WHAT NEEDS TO BE DONE: Which of the lines in the data mention the string "relative"? List them all.

Dataset entries
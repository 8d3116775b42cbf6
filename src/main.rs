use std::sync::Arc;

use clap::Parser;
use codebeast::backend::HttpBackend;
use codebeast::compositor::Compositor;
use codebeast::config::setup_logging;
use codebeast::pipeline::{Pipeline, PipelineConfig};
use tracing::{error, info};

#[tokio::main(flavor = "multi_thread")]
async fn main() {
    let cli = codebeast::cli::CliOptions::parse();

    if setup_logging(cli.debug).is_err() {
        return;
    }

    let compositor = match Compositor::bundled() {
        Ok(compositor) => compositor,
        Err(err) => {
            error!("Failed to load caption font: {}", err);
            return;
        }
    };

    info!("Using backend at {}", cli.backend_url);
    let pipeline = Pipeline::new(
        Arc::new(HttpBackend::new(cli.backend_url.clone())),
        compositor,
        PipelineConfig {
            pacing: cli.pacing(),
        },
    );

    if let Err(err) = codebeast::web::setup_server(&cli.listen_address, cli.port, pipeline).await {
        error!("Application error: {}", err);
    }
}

* * *

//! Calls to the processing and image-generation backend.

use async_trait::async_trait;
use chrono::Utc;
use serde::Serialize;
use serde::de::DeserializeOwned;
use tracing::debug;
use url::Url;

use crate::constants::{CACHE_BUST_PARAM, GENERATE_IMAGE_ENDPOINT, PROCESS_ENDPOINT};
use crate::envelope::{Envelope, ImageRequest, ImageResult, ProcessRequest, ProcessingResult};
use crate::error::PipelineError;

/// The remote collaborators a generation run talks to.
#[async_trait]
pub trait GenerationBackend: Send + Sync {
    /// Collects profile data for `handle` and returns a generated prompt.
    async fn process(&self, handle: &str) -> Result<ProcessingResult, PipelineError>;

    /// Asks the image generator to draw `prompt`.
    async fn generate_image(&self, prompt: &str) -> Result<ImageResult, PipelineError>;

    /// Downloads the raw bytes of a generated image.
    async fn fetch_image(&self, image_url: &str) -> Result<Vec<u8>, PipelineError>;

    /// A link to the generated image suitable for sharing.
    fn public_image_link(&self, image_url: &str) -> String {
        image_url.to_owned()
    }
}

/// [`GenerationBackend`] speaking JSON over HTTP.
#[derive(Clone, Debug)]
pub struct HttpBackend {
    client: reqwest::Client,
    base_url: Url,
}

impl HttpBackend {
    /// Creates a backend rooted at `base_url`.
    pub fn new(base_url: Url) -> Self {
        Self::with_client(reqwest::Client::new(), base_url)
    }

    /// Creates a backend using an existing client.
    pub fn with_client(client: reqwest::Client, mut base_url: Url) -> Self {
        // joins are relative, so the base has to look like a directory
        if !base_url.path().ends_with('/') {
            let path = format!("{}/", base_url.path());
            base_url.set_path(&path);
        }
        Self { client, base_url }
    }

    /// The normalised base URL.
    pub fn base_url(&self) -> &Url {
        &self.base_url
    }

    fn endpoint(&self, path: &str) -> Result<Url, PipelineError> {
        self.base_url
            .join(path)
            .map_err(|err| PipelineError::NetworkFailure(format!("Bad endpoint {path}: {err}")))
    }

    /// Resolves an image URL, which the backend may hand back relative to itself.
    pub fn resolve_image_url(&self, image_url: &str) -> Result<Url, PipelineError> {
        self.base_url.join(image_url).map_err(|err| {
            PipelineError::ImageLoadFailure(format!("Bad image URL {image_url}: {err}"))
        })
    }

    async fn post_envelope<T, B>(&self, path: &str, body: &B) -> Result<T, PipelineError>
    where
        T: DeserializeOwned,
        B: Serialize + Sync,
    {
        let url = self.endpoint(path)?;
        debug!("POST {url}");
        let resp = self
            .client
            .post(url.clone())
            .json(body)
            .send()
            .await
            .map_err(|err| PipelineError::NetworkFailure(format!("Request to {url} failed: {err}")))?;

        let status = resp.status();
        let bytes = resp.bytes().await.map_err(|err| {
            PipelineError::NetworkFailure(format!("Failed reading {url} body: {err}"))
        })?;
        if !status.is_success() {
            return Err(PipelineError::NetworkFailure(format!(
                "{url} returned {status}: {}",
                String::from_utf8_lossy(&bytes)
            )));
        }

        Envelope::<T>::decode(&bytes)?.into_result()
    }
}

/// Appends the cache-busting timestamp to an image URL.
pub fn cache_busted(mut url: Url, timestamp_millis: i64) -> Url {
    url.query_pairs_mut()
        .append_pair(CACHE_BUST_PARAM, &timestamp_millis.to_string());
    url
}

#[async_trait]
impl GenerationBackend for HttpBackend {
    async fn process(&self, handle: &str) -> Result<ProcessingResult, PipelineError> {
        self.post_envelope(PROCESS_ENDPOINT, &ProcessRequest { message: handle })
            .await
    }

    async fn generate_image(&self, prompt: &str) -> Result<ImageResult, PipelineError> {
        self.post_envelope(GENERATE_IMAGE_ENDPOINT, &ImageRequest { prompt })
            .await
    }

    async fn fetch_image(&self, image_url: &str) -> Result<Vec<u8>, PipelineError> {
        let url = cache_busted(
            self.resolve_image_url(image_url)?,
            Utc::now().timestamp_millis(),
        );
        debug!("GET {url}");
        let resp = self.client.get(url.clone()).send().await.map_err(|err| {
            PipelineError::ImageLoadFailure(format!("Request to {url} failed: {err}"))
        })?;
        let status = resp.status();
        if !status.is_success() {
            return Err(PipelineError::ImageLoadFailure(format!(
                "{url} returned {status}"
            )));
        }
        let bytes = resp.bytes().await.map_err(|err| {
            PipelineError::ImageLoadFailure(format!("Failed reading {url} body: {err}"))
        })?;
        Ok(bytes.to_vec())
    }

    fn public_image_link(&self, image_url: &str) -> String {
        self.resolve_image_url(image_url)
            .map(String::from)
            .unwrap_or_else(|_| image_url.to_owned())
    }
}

* * *

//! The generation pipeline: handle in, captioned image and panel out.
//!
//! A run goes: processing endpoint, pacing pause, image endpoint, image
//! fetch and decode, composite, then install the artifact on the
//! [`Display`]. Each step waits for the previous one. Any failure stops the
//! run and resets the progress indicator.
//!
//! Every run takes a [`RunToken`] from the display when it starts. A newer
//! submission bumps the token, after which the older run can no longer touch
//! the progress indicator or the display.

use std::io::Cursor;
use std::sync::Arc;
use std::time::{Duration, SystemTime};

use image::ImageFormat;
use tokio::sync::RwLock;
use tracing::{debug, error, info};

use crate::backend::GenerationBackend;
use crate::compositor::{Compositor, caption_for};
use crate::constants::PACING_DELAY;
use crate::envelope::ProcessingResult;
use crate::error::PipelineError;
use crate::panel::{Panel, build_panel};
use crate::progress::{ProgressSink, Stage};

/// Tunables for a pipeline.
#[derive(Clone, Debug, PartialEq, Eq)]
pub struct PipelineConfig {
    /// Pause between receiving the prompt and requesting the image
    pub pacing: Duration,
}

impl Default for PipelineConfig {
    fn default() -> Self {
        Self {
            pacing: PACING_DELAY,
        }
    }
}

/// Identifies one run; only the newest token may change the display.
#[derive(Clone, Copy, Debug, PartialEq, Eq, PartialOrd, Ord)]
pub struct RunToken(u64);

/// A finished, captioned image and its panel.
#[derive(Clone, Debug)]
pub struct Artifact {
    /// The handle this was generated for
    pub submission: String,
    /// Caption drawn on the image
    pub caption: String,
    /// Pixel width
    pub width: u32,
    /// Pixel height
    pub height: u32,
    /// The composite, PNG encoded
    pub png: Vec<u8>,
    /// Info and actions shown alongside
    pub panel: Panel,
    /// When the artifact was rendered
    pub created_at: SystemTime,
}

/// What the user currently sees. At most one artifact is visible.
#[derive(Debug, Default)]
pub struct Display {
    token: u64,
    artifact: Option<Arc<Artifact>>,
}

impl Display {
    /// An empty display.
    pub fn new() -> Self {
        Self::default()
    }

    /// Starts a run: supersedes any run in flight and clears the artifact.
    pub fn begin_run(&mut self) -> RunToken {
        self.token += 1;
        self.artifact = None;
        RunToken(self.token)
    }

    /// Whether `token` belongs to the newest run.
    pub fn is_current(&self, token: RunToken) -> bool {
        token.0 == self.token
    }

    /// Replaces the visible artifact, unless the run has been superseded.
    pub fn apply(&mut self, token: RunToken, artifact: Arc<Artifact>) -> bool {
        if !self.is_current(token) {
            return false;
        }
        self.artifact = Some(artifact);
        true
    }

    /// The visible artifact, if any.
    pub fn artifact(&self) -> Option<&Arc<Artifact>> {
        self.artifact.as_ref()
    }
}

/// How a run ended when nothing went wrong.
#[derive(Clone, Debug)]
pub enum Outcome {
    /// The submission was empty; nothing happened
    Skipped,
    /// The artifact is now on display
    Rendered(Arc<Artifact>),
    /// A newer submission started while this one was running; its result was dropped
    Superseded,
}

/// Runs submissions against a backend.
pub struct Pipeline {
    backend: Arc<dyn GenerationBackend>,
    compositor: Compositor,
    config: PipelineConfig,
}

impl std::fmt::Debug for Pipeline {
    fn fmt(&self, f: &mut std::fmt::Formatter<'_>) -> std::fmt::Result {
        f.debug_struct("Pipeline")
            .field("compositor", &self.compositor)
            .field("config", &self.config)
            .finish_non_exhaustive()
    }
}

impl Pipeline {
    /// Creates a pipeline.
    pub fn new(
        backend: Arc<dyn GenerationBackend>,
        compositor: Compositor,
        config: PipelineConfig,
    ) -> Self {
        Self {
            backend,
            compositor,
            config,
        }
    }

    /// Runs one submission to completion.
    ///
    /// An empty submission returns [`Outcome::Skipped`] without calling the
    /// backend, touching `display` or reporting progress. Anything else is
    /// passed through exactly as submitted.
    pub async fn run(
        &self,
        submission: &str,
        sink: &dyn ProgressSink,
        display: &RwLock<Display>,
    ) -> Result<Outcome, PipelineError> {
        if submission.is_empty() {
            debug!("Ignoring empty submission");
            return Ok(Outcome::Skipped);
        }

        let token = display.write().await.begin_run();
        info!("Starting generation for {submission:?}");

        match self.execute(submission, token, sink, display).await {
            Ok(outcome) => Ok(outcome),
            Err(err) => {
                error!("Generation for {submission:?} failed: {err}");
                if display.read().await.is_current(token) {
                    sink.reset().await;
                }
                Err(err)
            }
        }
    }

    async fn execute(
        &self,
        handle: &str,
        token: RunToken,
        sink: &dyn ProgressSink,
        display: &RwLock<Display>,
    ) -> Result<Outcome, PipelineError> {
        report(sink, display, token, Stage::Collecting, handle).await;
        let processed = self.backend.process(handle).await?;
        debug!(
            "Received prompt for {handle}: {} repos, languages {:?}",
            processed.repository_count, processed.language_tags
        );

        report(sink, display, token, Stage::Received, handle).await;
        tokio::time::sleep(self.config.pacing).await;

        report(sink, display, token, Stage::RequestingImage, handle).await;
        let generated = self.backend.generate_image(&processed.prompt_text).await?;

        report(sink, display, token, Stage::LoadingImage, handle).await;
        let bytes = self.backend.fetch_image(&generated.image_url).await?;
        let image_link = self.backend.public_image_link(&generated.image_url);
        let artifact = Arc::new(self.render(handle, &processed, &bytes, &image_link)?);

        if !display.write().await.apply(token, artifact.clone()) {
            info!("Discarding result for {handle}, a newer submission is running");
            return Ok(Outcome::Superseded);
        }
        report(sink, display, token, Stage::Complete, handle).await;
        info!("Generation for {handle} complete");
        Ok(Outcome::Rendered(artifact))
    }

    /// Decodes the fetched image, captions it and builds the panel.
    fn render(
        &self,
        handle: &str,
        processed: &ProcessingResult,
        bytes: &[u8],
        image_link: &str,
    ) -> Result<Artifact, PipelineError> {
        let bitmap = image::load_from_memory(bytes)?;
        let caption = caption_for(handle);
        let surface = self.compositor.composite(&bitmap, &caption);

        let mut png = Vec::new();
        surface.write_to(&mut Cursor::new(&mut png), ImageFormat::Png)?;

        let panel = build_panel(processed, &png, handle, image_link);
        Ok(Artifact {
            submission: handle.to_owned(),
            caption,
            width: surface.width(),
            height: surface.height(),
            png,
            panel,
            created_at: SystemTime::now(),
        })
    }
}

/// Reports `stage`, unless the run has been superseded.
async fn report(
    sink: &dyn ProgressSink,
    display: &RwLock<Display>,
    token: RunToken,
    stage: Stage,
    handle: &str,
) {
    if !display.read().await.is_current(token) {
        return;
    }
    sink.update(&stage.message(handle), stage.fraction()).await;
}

FINISHED EXERCISE:
        // joins are relative, so the base has to look like a directory
    /// Resolves an image URL, which the backend may hand back relative to itself.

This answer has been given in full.